22 Mar 2025 |
caleb | OMG, when?! | 01:44:53 |
moparisthebest | We've been using it for years, wait, no one told you? | 01:44:59 |
| * caleb hooks a telegraph key up to his computer. | 01:45:32 |
caleb | Now I really want to do telegraphy over XMPP. | 01:51:42 |
silverwizard | pulse dialing doesn't work over JMP sadly | 01:59:09 |
silverwizard | I tried last night | 01:59:14 |
caleb | > pulse dialing doesn't work over JMP sadly
This sounds like something the client should handle. | 02:00:27 |
silverwizard | sure, I could probably write a SIP client that parses pulse tones, but my buttset was easier to connect to an ATA | 02:02:17 |
caleb | silverwizard, what I'm getting at is that my ATA handles pulse dialing. No need for JMP to handle it. | 02:03:51 |
silverwizard | wait yours does, damn | 02:05:37 |
caleb | Grandstream HT802. Haven't tested it. I use a push-button phone, because phone menus need tones. | 02:06:16 |
caleb | How do I delete all the browser saved data for app.cheogram.com? | 03:03:48 |
Mike | Depends on your browser | 03:06:04 |
caleb | Mozilla. | 03:06:23 |
moparisthebest | Not if you put your hard drive in a blender | 03:06:28 |
Mike | But probably just click on the lock icon and hit clear site data or something | 03:06:32 |
moparisthebest | That works for any browser | 03:06:40 |
Mike | > Not if you put your hard drive in a blender
But will it BLEND? | 03:06:48 |
caleb | In a Vitamix. | 03:07:56 |
Mike | Vitamix 5200 64oz. God's intended blender. | 03:08:33 |
moparisthebest | Send video | 03:08:36 |
Mike | Whatever happened to drive in restaurants | 03:09:17 |
John. | > Thanks! I'll try that out. Any SIP clients you particularly like?
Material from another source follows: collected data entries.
//! Configuration management for the workflow engine.
//!
//! Everything is read from the environment once at startup and
//! validated eagerly so a misconfigured deployment fails at boot rather
//! than on the first request.

pub mod error;
pub mod validation;

pub use error::{ConfigError, ConfigResult};

use serde::{Deserialize, Serialize};
use std::collections::HashMap;
use std::env;

/// Top-level configuration for the workflow engine.
#[derive(Debug, Clone, Serialize, Deserialize)]
pub struct WorkflowConfig {
    pub database: DatabaseConfig,
    pub api: ApiConfig,
    pub agents: AgentModelConfig,
    pub bot: BotConfig,
    pub retry: RetryConfig,
    pub simulator: SimulatorConfig,
    pub monitoring: MonitoringConfig,
}

/// Postgres connection settings and pool sizing.
#[derive(Debug, Clone, Serialize, Deserialize)]
pub struct DatabaseConfig {
    pub url: String,
    pub pool_size: u32,
    pub connect_timeout_secs: u64,
}

/// HTTP bind address for the API crate.
#[derive(Debug, Clone, Serialize, Deserialize)]
pub struct ApiConfig {
    pub host: String,
    pub port: u16,
}

/// Per-agent model API credentials, keyed by the agent's id so each
/// agent processor can carry its own provider and key rather than one
/// global credential (per the environment layout in the external
/// interface section).
#[derive(Debug, Clone, Default, Serialize, Deserialize)]
pub struct AgentModelConfig {
    pub credentials: HashMap<String, AgentCredential>,
}

#[derive(Debug, Clone, Serialize, Deserialize)]
pub struct AgentCredential {
    pub provider: String,
    pub api_key: String,
    pub base_url: Option<String>,
}

/// Webhook used to notify an IM integration when a human task is
/// created. Defaults to a no-op sink -- the bot/IM integration itself
/// is out of scope, but the core still needs somewhere to point the
/// notification at without special-casing "no bot configured" at every
/// call site.
#[derive(Debug, Clone, Serialize, Deserialize)]
pub struct BotConfig {
    pub webhook_url: Option<String>,
}

/// The single retry policy shared by every transient-external call
/// site (database, model API).
#[derive(Debug, Clone, Serialize, Deserialize)]
pub struct RetryConfig {
    pub max_attempts: u32,
    pub initial_delay_ms: u64,
    pub max_delay_ms: u64,
}

/// Default bound on how many weak/strong consult rounds a simulator
/// task runs before it is forced to a terminal decision.
#[derive(Debug, Clone, Serialize, Deserialize)]
pub struct SimulatorConfig {
    pub max_rounds: u32,
}

/// Logging and metrics configuration.
#[derive(Debug, Clone, Serialize, Deserialize)]
pub struct MonitoringConfig {
    pub log_level: String,
    pub prometheus_enabled: bool,
    pub prometheus_port: u16,
}

impl WorkflowConfig {
    /// Load configuration from environment variables.
    pub fn from_env() -> ConfigResult<Self> {
        Ok(Self {
            database: DatabaseConfig::from_env()?,
            api: ApiConfig::from_env()?,
            agents: AgentModelConfig::from_env()?,
            bot: BotConfig::from_env()?,
            retry: RetryConfig::from_env()?,
            simulator: SimulatorConfig::from_env()?,
            monitoring: MonitoringConfig::from_env()?,
        })
    }

    /// Validate the complete configuration.
    pub fn validate(&self) -> ConfigResult<()> {
        self.database.validate()?;
        self.api.validate()?;
        self.retry.validate()?;
        self.simulator.validate()?;
        self.monitoring.validate()?;
        Ok(())
    }
}

impl DatabaseConfig {
    fn from_env() -> ConfigResult<Self> {
        Ok(Self {
            url: env::var("DATABASE_URL").map_err(|_| ConfigError::EnvVarNotFound("DATABASE_URL".to_string()))?,
            pool_size: env::var("DATABASE_POOL_SIZE")
                .unwrap_or_else(|_| "10".to_string())
                .parse()
                .map_err(|e| ConfigError::ParseError(format!("DATABASE_POOL_SIZE: {e}")))?,
            connect_timeout_secs: env::var("DATABASE_CONNECT_TIMEOUT_SECS")
                .unwrap_or_else(|_| "5".to_string())
                .parse()
                .map_err(|e| ConfigError::ParseError(format!("DATABASE_CONNECT_TIMEOUT_SECS: {e}")))?,
        })
    }

    fn validate(&self) -> ConfigResult<()> {
        validation::validate_non_empty_string(&self.url, "database.url")?;
        validation::validate_range(self.pool_size, 1, 256, "database.pool_size")?;
        Ok(())
    }
}

impl ApiConfig {
    fn from_env() -> ConfigResult<Self> {
        Ok(Self {
            host: env::var("HOST").unwrap_or_else(|_| "127.0.0.1".to_string()),
            port: env::var("PORT")
                .unwrap_or_else(|_| "8080".to_string())
                .parse()
                .map_err(|e| ConfigError::ParseError(format!("PORT: {e}")))?,
        })
    }

    fn validate(&self) -> ConfigResult<()> {
        if self.port == 0 {
            return Err(ConfigError::ValidationFailed("api.port must be greater than 0".to_string()));
        }
        Ok(())
    }
}

impl AgentModelConfig {
    /// Reads `AGENT_MODEL_<ID>_PROVIDER` / `_API_KEY` / `_BASE_URL`
    /// triples for every `AGENT_MODEL_IDS` entry.
    pub fn from_env() -> ConfigResult<Self> {
        let mut credentials = HashMap::new();
        let ids = env::var("AGENT_MODEL_IDS").unwrap_or_default();

        for agent_id in ids.split(',').map(str::trim).filter(|s| !s.is_empty()) {
            let key_prefix = agent_id.to_uppercase().replace('-', "_");
            let provider = env::var(format!("AGENT_MODEL_{key_prefix}_PROVIDER"))
                .map_err(|_| ConfigError::EnvVarNotFound(format!("AGENT_MODEL_{key_prefix}_PROVIDER")))?;
            let api_key = env::var(format!("AGENT_MODEL_{key_prefix}_API_KEY"))
                .map_err(|_| ConfigError::EnvVarNotFound(format!("AGENT_MODEL_{key_prefix}_API_KEY")))?;
            let base_url = env::var(format!("AGENT_MODEL_{key_prefix}_BASE_URL")).ok();

            credentials.insert(agent_id.to_string(), AgentCredential { provider, api_key, base_url });
        }

        Ok(Self { credentials })
    }
}

impl BotConfig {
    fn from_env() -> ConfigResult<Self> {
        Ok(Self { webhook_url: env::var("BOT_WEBHOOK_URL").ok() })
    }
}

impl RetryConfig {
    fn from_env() -> ConfigResult<Self> {
        Ok(Self {
            max_attempts: env::var("RETRY_MAX_ATTEMPTS")
                .unwrap_or_else(|_| "3".to_string())
                .parse()
                .map_err(|e| ConfigError::ParseError(format!("RETRY_MAX_ATTEMPTS: {e}")))?,
            initial_delay_ms: env::var("RETRY_INITIAL_DELAY_MS")
                .unwrap_or_else(|_| "100".to_string())
                .parse()
                .map_err(|e| ConfigError::ParseError(format!("RETRY_INITIAL_DELAY_MS: {e}")))?,
            max_delay_ms: env::var("RETRY_MAX_DELAY_MS")
                .unwrap_or_else(|_| "10000".to_string())
                .parse()
                .map_err(|e| ConfigError::ParseError(format!("RETRY_MAX_DELAY_MS: {e}")))?,
        })
    }

    fn validate(&self) -> ConfigResult<()> {
        validation::validate_range(self.max_attempts, 1, 20, "retry.max_attempts")?;
        Ok(())
    }
}

impl SimulatorConfig {
    fn from_env() -> ConfigResult<Self> {
        Ok(Self {
            max_rounds: env::var("SIMULATOR_MAX_ROUNDS")
                .unwrap_or_else(|_| "5".to_string())
                .parse()
                .map_err(|e| ConfigError::ParseError(format!("SIMULATOR_MAX_ROUNDS: {e}")))?,
        })
    }

    fn validate(&self) -> ConfigResult<()> {
        validation::validate_range(self.max_rounds, 1, 100, "simulator.max_rounds")?;
        Ok(())
    }
}

impl MonitoringConfig {
    fn from_env() -> ConfigResult<Self> {
        Ok(Self {
            log_level: env::var("LOG_LEVEL").unwrap_or_else(|_| "info".to_string()),
            prometheus_enabled: env::var("PROMETHEUS_ENABLED")
                .unwrap_or_else(|_| "true".to_string())
                .parse()
                .unwrap_or(true),
            prometheus_port: env::var("PROMETHEUS_PORT")
                .unwrap_or_else(|_| "9090".to_string())
                .parse()
                .map_err(|e| ConfigError::ParseError(format!("PROMETHEUS_PORT: {e}")))?,
        })
    }

    fn validate(&self) -> ConfigResult<()> {
        let valid_log_levels = ["trace", "debug", "info", "warn", "error"];
        if !valid_log_levels.contains(&self.log_level.as_str()) {
            return Err(ConfigError::ValidationFailed(format!(
                "invalid log level: {}. must be one of: {}",
                self.log_level,
                valid_log_levels.join(", ")
            )));
        }
        Ok(())
    }
}

#[cfg(test)]
mod tests {
    use super::*;

    #[test]
    fn database_config_requires_non_empty_url() {
        let config = DatabaseConfig { url: String::new(), pool_size: 10, connect_timeout_secs: 5 };
        assert!(config.validate().is_err());
    }

    #[test]
    fn api_config_rejects_port_zero() {
        let config = ApiConfig { host: "localhost".to_string(), port: 0 };
        assert!(config.validate().is_err());
    }

    #[test]
    fn retry_config_rejects_zero_attempts() {
        let config = RetryConfig { max_attempts: 0, initial_delay_ms: 100, max_delay_ms: 1000 };
        assert!(config.validate().is_err());
    }

    #[test]
    fn monitoring_config_rejects_unknown_log_level() {
        let config = MonitoringConfig { log_level: "verbose".to_string(), prometheus_enabled: true, prometheus_port: 9090 };
        assert!(config.validate().is_err());

        let config = MonitoringConfig { log_level: "info".to_string(), prometheus_enabled: true, prometheus_port: 9090 };
        assert!(config.validate().is_ok());
    }
}
//! Instance lifecycle API (§6): execute, cancel, get-detail.

use actix_web::{web, HttpResponse};
use serde_json::json;

use workflow_engine_core::ids::WorkflowInstanceId;
use workflow_engine_core::model::instance::NodeInstanceStatus;

use crate::current_user::CurrentUser;
use crate::dto::{
    CancelInstanceResponse, ExecuteWorkflowRequest, ExecuteWorkflowResponse, InstanceDetailResponse, NodeStatusCounts,
    PauseOrRejectOrCancelRequest,
};
use crate::error::ApiResult;
use crate::state::AppState;

pub async fn execute_workflow(
    state: web::Data<AppState>,
    user: CurrentUser,
    body: web::Json<ExecuteWorkflowRequest>,
) -> ApiResult<HttpResponse> {
    let body = body.into_inner();
    let input_data = match body.context_data {
        Some(context_data) => json!({ "input": body.input_data, "context": context_data }),
        None => body.input_data,
    };

    let workflow_instance_id = state
        .engine
        .start_instance(body.workflow_base_id, input_data, user.0, user.0, body.instance_name)
        .await?;

    Ok(HttpResponse::Ok().json(ExecuteWorkflowResponse { workflow_instance_id }))
}

pub async fn cancel_instance(
    state: web::Data<AppState>,
    _user: CurrentUser,
    path: web::Path<WorkflowInstanceId>,
    body: Option<web::Json<PauseOrRejectOrCancelRequest>>,
) -> ApiResult<HttpResponse> {
    let workflow_instance_id = path.into_inner();
    let reason = body.map(|b| b.into_inner().reason).unwrap_or_else(|| "cancelled via API".to_string());

    let cancelled_tasks_count = state.engine.cancel_instance(workflow_instance_id, reason).await?;
    let instance = state.instances.get_workflow_instance(workflow_instance_id).await?;

    Ok(HttpResponse::Ok().json(CancelInstanceResponse { cancelled_tasks_count, status: instance.status }))
}

pub async fn get_instance(state: web::Data<AppState>, path: web::Path<WorkflowInstanceId>) -> ApiResult<HttpResponse> {
    let workflow_instance_id = path.into_inner();
    let instance = state.instances.get_workflow_instance(workflow_instance_id).await?;
    let node_instances = state.instances.list_node_instances(workflow_instance_id).await?;

    let mut node_counts = NodeStatusCounts { pending: 0, waiting: 0, running: 0, completed: 0, failed: 0, cancelled: 0 };
    for node_instance in &node_instances {
        match node_instance.status {
            NodeInstanceStatus::Pending => node_counts.pending += 1,
            NodeInstanceStatus::Waiting => node_counts.waiting += 1,
            NodeInstanceStatus::Running => node_counts.running += 1,
            NodeInstanceStatus::Completed => node_counts.completed += 1,
            NodeInstanceStatus::Failed => node_counts.failed += 1,
            NodeInstanceStatus::Cancelled => node_counts.cancelled += 1,
        }
    }

    Ok(HttpResponse::Ok().json(InstanceDetailResponse { instance, node_counts }))
}

pub fn configure(cfg: &mut web::ServiceConfig) {
    cfg.service(web::resource("/workflows/execute").route(web::post().to(execute_workflow)))
        .service(web::resource("/workflows/instances/{id}/cancel").route(web::post().to(cancel_instance)))
        .service(web::resource("/workflows/instances/{id}").route(web::get().to(get_instance)));
}

#[cfg(test)]
mod tests {
    use super::*;
    use actix_web::{test, App};
    use serde_json::Value;
    use std::sync::Arc;

    use workflow_engine_core::model::definition::{Processor, ProcessorBinding};
    use workflow_engine_core::model::instance::TaskInstance;
    use workflow_engine_core::testing::fixtures::straight_line_workflow;
    use workflow_engine_runtime::{ExecutionEngine, TaskDispatcher, WorkflowContextManager};
    use workflow_engine_store::memory::{
        InMemoryInstanceRepository, InMemoryProcessorRepository, InMemorySubdivisionRepository, InMemoryTaskRepository,
        InMemoryWorkflowRepository,
    };
    use workflow_engine_store::WorkflowVersionGraph;
    use workflow_engine_subdivision::SubdivisionService;
    use workflow_engine_tasks::HumanTaskService;

    struct NoopDispatcher;
    #[async_trait::async_trait]
    impl TaskDispatcher for NoopDispatcher {
        async fn dispatch(&self, _task: TaskInstance, _processor: Processor) {}
    }

    async fn build_state() -> (web::Data<AppState>, workflow_engine_core::ids::WorkflowBaseId, workflow_engine_core::ids::UserId) {
        let instances = Arc::new(InMemoryInstanceRepository::default());
        let tasks = Arc::new(InMemoryTaskRepository::default());
        let subdivisions_repo = Arc::new(InMemorySubdivisionRepository::default());
        let workflows = Arc::new(InMemoryWorkflowRepository::new(instances.clone(), tasks.clone(), subdivisions_repo.clone()));
        let processors = Arc::new(InMemoryProcessorRepository::default());

        let user_id = workflow_engine_core::ids::UserId::new();
        let (workflow, nodes, edges) = straight_line_workflow("S1", user_id);
        let workflow_base_id = workflow.workflow_base_id;
        workflows
            .create_initial(WorkflowVersionGraph { workflow, nodes, edges, bindings: Vec::<ProcessorBinding>::new() })
            .await
            .unwrap();

        let context = Arc::new(WorkflowContextManager::new(instances.clone()));
        let engine = Arc::new(ExecutionEngine::new(
            workflows.clone(),
            processors,
            instances.clone(),
            tasks.clone(),
            context.clone(),
            Arc::new(NoopDispatcher),
        ));
        let human_tasks = Arc::new(HumanTaskService::new(tasks.clone(), instances.clone(), context, engine.clone()));
        let subdivisions = Arc::new(SubdivisionService::new(tasks, workflows, subdivisions_repo, engine.clone()));

        let state = web::Data::new(AppState { engine, instances, human_tasks, subdivisions });
        (state, workflow_base_id, user_id)
    }

    #[actix_web::test]
    async fn executing_an_unbound_workflow_completes_immediately() {
        let (state, workflow_base_id, user_id) = build_state().await;
        let app = test::init_service(App::new().app_data(state.clone()).configure(configure)).await;

        let req = test::TestRequest::post()
            .uri("/workflows/execute")
            .insert_header(("X-User-Id", user_id.to_string()))
            .set_json(serde_json::json!({ "workflow_base_id": workflow_base_id, "input_data": {"x": 1} }))
            .to_request();
        let resp = test::call_service(&app, req).await;
        assert!(resp.status().is_success());

        let body: ExecuteWorkflowResponse = test::read_body_json(resp).await;

        let req = test::TestRequest::get().uri(&format!("/workflows/instances/{}", body.workflow_instance_id)).to_request();
        let resp = test::call_service(&app, req).await;
        assert!(resp.status().is_success());
        let detail: Value = test::read_body_json(resp).await;
        assert_eq!(detail["instance"]["status"], "completed");
    }

    #[actix_web::test]
    async fn executing_without_a_user_header_is_unauthorised() {
        let (state, workflow_base_id, _user_id) = build_state().await;
        let app = test::init_service(App::new().app_data(state.clone()).configure(configure)).await;

        let req = test::TestRequest::post()
            .uri("/workflows/execute")
            .set_json(serde_json::json!({ "workflow_base_id": workflow_base_id, "input_data": {} }))
            .to_request();
        let resp = test::call_service(&app, req).await;
        assert_eq!(resp.status(), actix_web::http::StatusCode::FORBIDDEN);
    }
}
Linphone has been mentioned as being the prototypical example; it has many bells and whistles and is a flagship product of its developer. However, GNOME Calls deserves a shout-out, and to a lesser extent GNU Jami. GNOME Calls is commonly a staple of mobile GNU/Linux distributions like Mobian. In addition to supporting SIP it's probably the easiest way to use ModemManager to hook into a genuine cellular modem in a device. | 03:24:22 |
John. | Actually this can probably be a lot easier than you think. I have a USB audio device with an RJ11 port to interface telephone handsets with computers (maybe the name "Magic Jack" rings a bell...) and it simply exposes a phone handset as a microphone/speaker pair. It's true that button presses will be sent over the wire as tones just like in the ordinary phone network, but there's at least one program I saw in Debian in passing that can parse the tones. From there it would probably be easy to have a daemon listening for phone key presses and which then converts it into a tel , xmpp , or sip URI for the number. I bet someone has done this already—making a fake Linux input device that turns DTMF tones into key presses would be am elegant and straightforward solution. I haven't gotten around to this yet but it's on my roadmap. My mother has a rotary phone that belonged to my great grandmother I'd like to get up and running with JMP.chat | 03:32:07 |
helloagain | > Morse code over cheogram
😂 | 04:00:00 |
johnxian | > maybe the name "Magic Jack" rings a bell...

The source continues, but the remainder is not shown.